El colapso responde a una tormenta perfecta de factores que han reconfigurado el consumo global:
El "Factor Z": La Generación Z (nacidos entre 1997 y 2012) consume un 20% menos de alcohol que los Millennials a su misma edad. Priorizan la "socialización sobria" y evitan el hangxiety (ansiedad post-alcohol).
La advertencia de la OMS: El cambio en la narrativa médica ha sido letal. La Organización Mundial de la Salud declaró en 2023 que "ninguna cantidad de alcohol es segura para la salud", vinculándolo directamente con siete tipos de cáncer, lo que eliminó el mito de la "copa de vino saludable".

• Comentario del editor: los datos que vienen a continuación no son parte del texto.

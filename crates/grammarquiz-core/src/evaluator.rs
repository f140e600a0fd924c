//! Answer evaluation and feedback timing.

use serde::{Deserialize, Serialize};
use std::time::Duration;

use crate::events::AudioCue;

/// Result of comparing a selected option with the correct one.
#[derive(Debug, Clone, Copy, PartialEq, Eq, Hash, Serialize, Deserialize)]
#[serde(rename_all = "lowercase")]
pub enum Outcome {
    Correct,
    Incorrect,
}

impl Outcome {
    pub fn is_correct(self) -> bool {
        self == Outcome::Correct
    }

    /// The sound cue that accompanies this outcome.
    pub fn cue(self) -> AudioCue {
        match self {
            Outcome::Correct => AudioCue::Correct,
            Outcome::Incorrect => AudioCue::Wrong,
        }
    }

    /// Feedback line shown while the answer is on screen.
    pub fn feedback_message(self) -> &'static str {
        match self {
            Outcome::Correct => "✅ Great Job! That's Correct! 🎉",
            Outcome::Incorrect => "❌ Oops! Try Again! 💪",
        }
    }
}

/// Compare a selection with the correct answer. Exact string equality.
pub fn evaluate(selected: &str, correct: &str) -> Outcome {
    if selected == correct {
        Outcome::Correct
    } else {
        Outcome::Incorrect
    }
}

/// How long feedback stays on screen before the next question loads.
#[derive(Debug, Clone, Copy, PartialEq, Eq)]
pub struct FeedbackTiming {
    pub correct: Duration,
    pub wrong: Duration,
}

impl FeedbackTiming {
    /// No delay at all; used for scripted play and tests.
    pub const IMMEDIATE: FeedbackTiming = FeedbackTiming {
        correct: Duration::ZERO,
        wrong: Duration::ZERO,
    };

    pub fn from_millis(correct_ms: u64, wrong_ms: u64) -> Self {
        Self {
            correct: Duration::from_millis(correct_ms),
            wrong: Duration::from_millis(wrong_ms),
        }
    }

    pub fn delay_for(&self, outcome: Outcome) -> Duration {
        match outcome {
            Outcome::Correct => self.correct,
            Outcome::Incorrect => self.wrong,
        }
    }
}

impl Default for FeedbackTiming {
    fn default() -> Self {
        Self::from_millis(2000, 2500)
    }
}

#[cfg(test)]
mod tests {
    use super::*;

    #[test]
    fn equal_strings_are_correct() {
        for x in ["a", "an", "the", "has been", "ÿ"] {
            assert_eq!(evaluate(x, x), Outcome::Correct);
        }
    }

    #[test]
    fn different_strings_are_incorrect() {
        assert_eq!(evaluate("a", "an"), Outcome::Incorrect);
        assert_eq!(evaluate("An", "an"), Outcome::Incorrect);
        assert_eq!(evaluate("an ", "an"), Outcome::Incorrect);
        assert_eq!(evaluate("", "an"), Outcome::Incorrect);
    }

    #[test]
    fn default_delays() {
        let timing = FeedbackTiming::default();
        assert_eq!(timing.delay_for(Outcome::Correct), Duration::from_millis(2000));
        assert_eq!(timing.delay_for(Outcome::Incorrect), Duration::from_millis(2500));
    }

    #[test]
    fn outcome_cues() {
        assert_eq!(Outcome::Correct.cue(), AudioCue::Correct);
        assert_eq!(Outcome::Incorrect.cue(), AudioCue::Wrong);
    }
}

Ozempic y fármacos GLP-1: Estudios recientes indican que los medicamentos para bajar de peso también reducen los antojos de alcohol, afectando directamente las ventas en mercados clave como EE. UU.
Cannabis y Bienestar: En regiones donde es legal, el cannabis está desplazando al alcohol como la sustancia de relajación preferida.
El mercado estadounidense, históricamente el motor del sector, muestra cifras alarmantes para las destilerías. Según la última encuesta de Gallup, solo el 54% de los adultos afirma consumir alcohol, la cifra más baja registrada desde 1939.